Я все еще чувствую под ногами пол, он все еще исследует тело глаза, губами что-то там шепчет и удерживает огонь на кончике ногтя. Вот жар опалил мне губы, шею, оставил след на животе и вспыхнул внутри.
Огонь желания сожрет меня быстрее, чем стыд — стыд придет позже, когда пойму, что мой внешний вид никогда не будет прежним. На вид мою ложь мне уже поставили. Хочу я Андрея? Да, хочу. Только без прошлого. Но без прошлого его нет. Нас нет. Но как ужиться с прошлым, которое так долго забывала… Можно постараться, только будет больно и долго больно… Раскрывшиеся раны рубцуются по новой слишком медленно.
Он выбил почву у меня из-под ног, подвесил между мирами, между странами, принципами и законами, заставил, как глупую рыбу, беззвучно открывать рот, хвататься зубами за воздух — плотный, душный, пропитанный сексом с привкусом мести, злобы, отчаяния, желания сделать больно… Себе, сломав веру в то, что я могу жить без него. Пусть неспокойно, но жить. Ведь жила же как-то? Или он давал мне жить, не напоминая о себе даже раз в год звонком сыну?

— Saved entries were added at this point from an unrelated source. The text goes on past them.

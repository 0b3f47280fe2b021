pub mod components;
pub mod screens;

use std::path::PathBuf;

use anyhow::{anyhow, Result};
use eframe::NativeOptions;

use crate::audio::playback::RodioOutput;
use crate::catalog::PhraseCatalog;
use crate::session::RecorderRuntime;

pub fn launch_ui(
    runtime: RecorderRuntime,
    catalog: PhraseCatalog,
    assets_root: PathBuf,
) -> Result<()> {
    let output = RodioOutput::new()?;
    let app = screens::practice::PracticeApp::new(catalog, assets_root, runtime, Box::new(output));
    eframe::run_native(
        "AccentCoach",
        NativeOptions::default(),
        Box::new(move |_cc| Box::new(app)),
    )
    .map_err(|err| anyhow!(err.to_string()))
}
use std::thread;
use std::time::{Duration, Instant};

use accentcoach::session::runtime::engine::{CaptureSource, MockCapture};
use accentcoach::session::{
    run_session, RecorderRuntime, SessionConfig, SessionError, SessionSnapshot,
};

const SAMPLE_RATE: u32 = 16_000;

#[test]
fn runtime_spawns_and_shuts_down_cleanly() {
    let runtime = run_session(SessionConfig::default()).unwrap();
    let controller = runtime.controller();
    controller.shutdown().unwrap();
    drop(runtime); // drop joins the worker
}

#[test]
fn runtime_publishes_idle_snapshot_on_launch() {
    let runtime = run_session(SessionConfig::default()).unwrap();
    let snapshot = wait_for(&runtime, |_| true).expect("initial snapshot");
    assert!(!snapshot.recording);
    assert!(!snapshot.has_recording());
    assert!(snapshot.error.is_none());
}

#[test]
fn start_then_stop_delivers_finalized_clip_through_snapshots() {
    let chunks = vec![vec![0.1; 10], vec![0.2; 20]];
    let runtime =
        RecorderRuntime::with_capture(SAMPLE_RATE, move || MockCapture::new(SAMPLE_RATE, chunks))
            .unwrap();
    let controller = runtime.controller();

    controller.start().unwrap();
    let recording = wait_for(&runtime, |s| s.recording).expect("recording snapshot");
    assert!(recording.error.is_none());

    // Give the drive loop a moment to pull the mock chunks.
    thread::sleep(Duration::from_millis(50));
    controller.stop().unwrap();

    let finalized = wait_for(&runtime, |s| s.has_recording()).expect("finalized snapshot");
    assert!(!finalized.recording);
    let clip = finalized.clip.unwrap();
    assert_eq!(clip.samples.len(), 30);
    assert_eq!(clip.sample_rate, SAMPLE_RATE);
}

#[test]
fn stop_while_idle_is_tolerated() {
    let runtime =
        RecorderRuntime::with_capture(SAMPLE_RATE, || MockCapture::new(SAMPLE_RATE, Vec::new()))
            .unwrap();
    let controller = runtime.controller();
    controller.stop().unwrap();
    controller.stop().unwrap();
    // Worker must still be alive and answering.
    controller.start().unwrap();
    let snapshot = wait_for(&runtime, |s| s.recording).expect("recording snapshot");
    assert!(snapshot.recording);
}

#[test]
fn denied_microphone_surfaces_error_and_stays_idle() {
    struct DeniedCapture;

    impl CaptureSource for DeniedCapture {
        fn start(&mut self) -> accentcoach::session::Result<u32> {
            Err(SessionError::permission_denied(
                "microphone unavailable: permission denied",
            ))
        }

        fn recv_chunk(&mut self, _timeout: Duration) -> Option<Vec<f32>> {
            None
        }

        fn stop(&mut self) {}
    }

    let runtime = RecorderRuntime::with_capture(SAMPLE_RATE, || DeniedCapture).unwrap();
    let controller = runtime.controller();
    controller.start().unwrap();

    let errored = wait_for(&runtime, |s| s.error.is_some()).expect("error snapshot");
    assert!(!errored.recording);
    assert!(!errored.has_recording());
    assert!(errored.error.unwrap().contains("microphone unavailable"));
}

fn wait_for(
    runtime: &RecorderRuntime,
    matches: impl Fn(&SessionSnapshot) -> bool,
) -> Option<SessionSnapshot> {
    let deadline = Instant::now() + Duration::from_secs(2);
    while Instant::now() < deadline {
        if let Some(snapshot) = runtime.try_recv() {
            if matches(&snapshot) {
                return Some(snapshot);
            }
            continue;
        }
        thread::sleep(Duration::from_millis(5));
    }
    None
}
pub mod audio;
pub mod catalog;
pub mod cli;
pub mod config;
pub mod selection;
pub mod session;
pub mod ui;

— Отстань от меня, — это я уже сказала в кровати, уткнувшись носом в подушку.
Любовные игры давно закончились, Андрей просто хотел укрыть меня одеялом. Сам он накинул на голое тело халат и выбирал, у кого заказать ужин с доставкой на дом, на его адрес.
На мое замечание промолчал — очень замечательно. Я сильнее вжалась носом в подушку, чужую, с запахом обыкновенного стирального порошка. Жаль, без специальных моющих средств, пятна крови не отстирываются — если их вообще можно вывести с ключей от самой маленькой комнатки в замке. В темноте самое время старым ранам открываться и кровоточить.